Beginning with the first line of the data below, extract each line up to and including the one containing "HTTP and HTTPS". Copy them exactly and add nothing.

___ Exercise inputs ___

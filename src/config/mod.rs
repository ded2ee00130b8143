//! Configuration module
//!
//! This module handles loading, parsing, and validating TOML configuration files.
//!
//! # Example
//!
//! ```no_run
//! use campus_crawler::config::load_config;
//! use std::path::Path;
//!
//! let config = load_config(Path::new("crawler.toml")).unwrap();
//! println!("Crawler will use max depth: {}", config.crawler.max_depth);
//! ```

mod parser;
mod types;
mod validation;

pub use types::{
    Config, CrawlerConfig, OutputConfig, OutputFormat, ScopeConfig, UserAgentConfig,
};

pub use parser::{compute_config_hash, load_config, load_config_with_hash, parse_config};
pub use validation::{validate, validate_scope};
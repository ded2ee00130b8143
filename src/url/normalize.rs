use crate::UrlError;
use url::Url;

/// Canonicalizes a URL for use as a visited-set key
///
/// # Normalization Steps
///
/// 1. Parse the URL; reject if malformed
/// 2. Accept only http:// and https://
/// 3. Require a host (the `url` crate lowercases it and resolves dot segments)
/// 4. Remove the fragment (everything after #)
/// 5. Sort query parameters, keeping duplicates in their original relative order
/// 6. Remove an empty query string (trailing ?)
///
/// Paths are otherwise left alone: `/a` and `/a/` stay distinct, since servers
/// are free to treat them differently.
///
/// # Examples
///
/// ```
/// use campus_crawler::url::normalize_url;
///
/// let url = normalize_url("https://EXAMPLE.edu/a/../b?z=1&a=2#top").unwrap();
/// assert_eq!(url.as_str(), "https://example.edu/b?a=2&z=1");
/// ```
pub fn normalize_url(url_str: &str) -> Result<Url, UrlError> {
    let mut url = Url::parse(url_str).map_err(|e| UrlError::Parse(e.to_string()))?;

    if url.scheme() != "http" && url.scheme() != "https" {
        return Err(UrlError::InvalidScheme(format!(
            "Only HTTP and HTTPS schemes are supported, got: {}",
            url.scheme()
        )));
    }

    if url.host_str().map_or(true, str::is_empty) {
        return Err(UrlError::MissingDomain);
    }

    url.set_fragment(None);

    if url.query().is_some() {
        let mut params: Vec<(String, String)> = url
            .query_pairs()
            .map(|(k, v)| (k.into_owned(), v.into_owned()))
            .collect();

        if params.is_empty() {
            url.set_query(None);
        } else {
            params.sort_by(|a, b| a.0.cmp(&b.0));
            url.query_pairs_mut().clear().extend_pairs(params);
        }
    }

    Ok(url)
}
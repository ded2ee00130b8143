//! Section classification
//!
//! Maps a page URL to a coarse topical section using an ordered list of
//! substring rules. The first rule whose pattern occurs anywhere in the URL wins;
//! URLs matching no rule fall back to [`FALLBACK_SECTION`].
//!
//! Matching is literal: no case folding, no trailing-slash handling.

use serde::Deserialize;

/// Label returned when no rule matches
pub const FALLBACK_SECTION: &str = "general";

/// Built-in rules, checked in this order
const DEFAULT_RULES: &[(&str, &str)] = &[
    ("/programs/", "programs"),
    ("/admissions/", "admissions"),
    ("/student-life/", "student-life"),
    ("/services/", "services"),
];

/// A single `pattern -> label` rule
#[derive(Debug, Clone, PartialEq, Eq, Deserialize)]
pub struct SectionRule {
    /// Substring searched for in the URL
    pub pattern: String,

    /// Section assigned when the pattern occurs
    pub label: String,
}

impl SectionRule {
    pub fn new(pattern: impl Into<String>, label: impl Into<String>) -> Self {
        Self {
            pattern: pattern.into(),
            label: label.into(),
        }
    }
}

/// Ordered rule set used to label pages
#[derive(Debug, Clone, PartialEq, Eq)]
pub struct SectionClassifier {
    rules: Vec<SectionRule>,
}

impl SectionClassifier {
    /// Creates a classifier from rules in priority order
    pub fn new(rules: Vec<SectionRule>) -> Self {
        Self { rules }
    }

    /// Uses `rules` when non-empty, otherwise the built-in rule set
    pub fn from_rules_or_default(rules: &[SectionRule]) -> Self {
        if rules.is_empty() {
            Self::default()
        } else {
            Self::new(rules.to_vec())
        }
    }

    /// Returns the label of the first rule whose pattern occurs in `url`
    ///
    /// # Examples
    ///
    /// ```
    /// use campus_crawler::SectionClassifier;
    ///
    /// let classifier = SectionClassifier::default();
    /// assert_eq!(classifier.classify("https://x.edu/programs/nursing"), "programs");
    /// // Rule order decides overlaps.
    /// assert_eq!(classifier.classify("https://x.edu/admissions/programs/"), "admissions");
    /// assert_eq!(classifier.classify("https://x.edu/about"), "general");
    /// ```
    pub fn classify(&self, url: &str) -> &str {
        self.rules
            .iter()
            .find(|rule| url.contains(rule.pattern.as_str()))
            .map(|rule| rule.label.as_str())
            .unwrap_or(FALLBACK_SECTION)
    }

    /// The rules in the order they are evaluated
    pub fn rules(&self) -> &[SectionRule] {
        &self.rules
    }
}

impl Default for SectionClassifier {
    fn default() -> Self {
        Self::new(
            DEFAULT_RULES
                .iter()
                .map(|(pattern, label)| SectionRule::new(*pattern, *label))
                .collect(),
        )
    }
}

/// Classifies `url` with the built-in rule set
pub fn classify_section(url: &str) -> &'static str {
    DEFAULT_RULES
        .iter()
        .find(|(pattern, _)| url.contains(pattern))
        .map(|(_, label)| *label)
        .unwrap_or(FALLBACK_SECTION)
}
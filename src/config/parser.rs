use crate::config::types::Config;
use crate::config::validation::validate;
use crate::ConfigError;
use sha2::{Digest, Sha256};
use std::path::Path;

/// Loads and parses a configuration file from the given path
///
/// # Arguments
///
/// * `path` - Path to the TOML configuration file
///
/// # Returns
///
/// * `Ok(Config)` - Successfully loaded and validated configuration
/// * `Err(ConfigError)` - Failed to load, parse, or validate the configuration
///
/// # Example
///
/// ```no_run
/// use std::path::Path;
/// use campus_crawler::config::load_config;
///
/// let config = load_config(Path::new("crawler.toml")).unwrap();
/// println!("Max depth: {}", config.crawler.max_depth);
/// ```
pub fn load_config(path: &Path) -> Result<Config, ConfigError> {
    let content = std::fs::read_to_string(path)?;
    parse_config(&content)
}

/// Parses and validates configuration from TOML text
pub fn parse_config(content: &str) -> Result<Config, ConfigError> {
    let config: Config = toml::from_str(content)?;
    validate(&config)?;
    Ok(config)
}

/// Computes a SHA-256 hash of the configuration file content
///
/// Logged at the start of every run so an output file can be traced back to the
/// exact configuration that produced it.
pub fn compute_config_hash(path: &Path) -> Result<String, ConfigError> {
    let content = std::fs::read_to_string(path)?;
    let mut hasher = Sha256::new();
    hasher.update(content.as_bytes());
    Ok(hex::encode(hasher.finalize()))
}

/// Loads a configuration and returns both the config and its hash
pub fn load_config_with_hash(path: &Path) -> Result<(Config, String), ConfigError> {
    let config = load_config(path)?;
    let hash = compute_config_hash(path)?;
    Ok((config, hash))
}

___

▶ Your solution:
filename src/config/mod.rs
repository ded2ee00130b8143
//! Configuration module
//!
//! This module handles loading, parsing, and validating TOML configuration files.
//!
//! # Example
//!
//! ```no_run
//! use campus_crawler::config::load_config;
//! use std::path::Path;
//!
//! let config = load_config(Path::new("crawler.toml")).unwrap();
//! println!("Crawler will use max depth: {}", config.crawler.max_depth);
//! ```

mod parser;
mod types;
mod validation;

pub use types::{
    Config, CrawlerConfig, OutputConfig, OutputFormat, ScopeConfig, UserAgentConfig,
};

pub use parser::{compute_config_hash, load_config, load_config_with_hash, parse_config};
pub use validation::{validate, validate_scope};
repository ded2ee00130b8143
filename src/url/normalize.rs
use crate::UrlError;
use url::Url;

/// Canonicalizes a URL for use as a visited-set key
///
/// # Normalization Steps
///
/// 1. Parse the URL; reject if malformed
/// 2. Accept only http:// and https://
/// 3. Require a host (the `url` crate lowercases it and resolves dot segments)
/// 4. Remove the fragment (everything after #)
/// 5. Sort query parameters, keeping duplicates in their original relative order
/// 6. Remove an empty query string (trailing ?)
///
/// Paths are otherwise left alone: `/a` and `/a/` stay distinct, since servers
/// are free to treat them differently.
///
/// # Examples
///
/// ```
/// use campus_crawler::url::normalize_url;
///
/// let url = normalize_url("https://EXAMPLE.edu/a/../b?z=1&a=2#top").unwrap();
/// assert_eq!(url.as_str(), "https://example.edu/b?a=2&z=1");
/// ```
pub fn normalize_url(url_str: &str) -> Result<Url, UrlError> {
    let mut url = Url::parse(url_str).map_err(|e| UrlError::Parse(e.to_string()))?;

    if url.scheme() != "http" && url.scheme() != "https" {
        return Err(UrlError::InvalidScheme(format!(
            "Only HTTP and HTTPS schemes are supported, got: {}",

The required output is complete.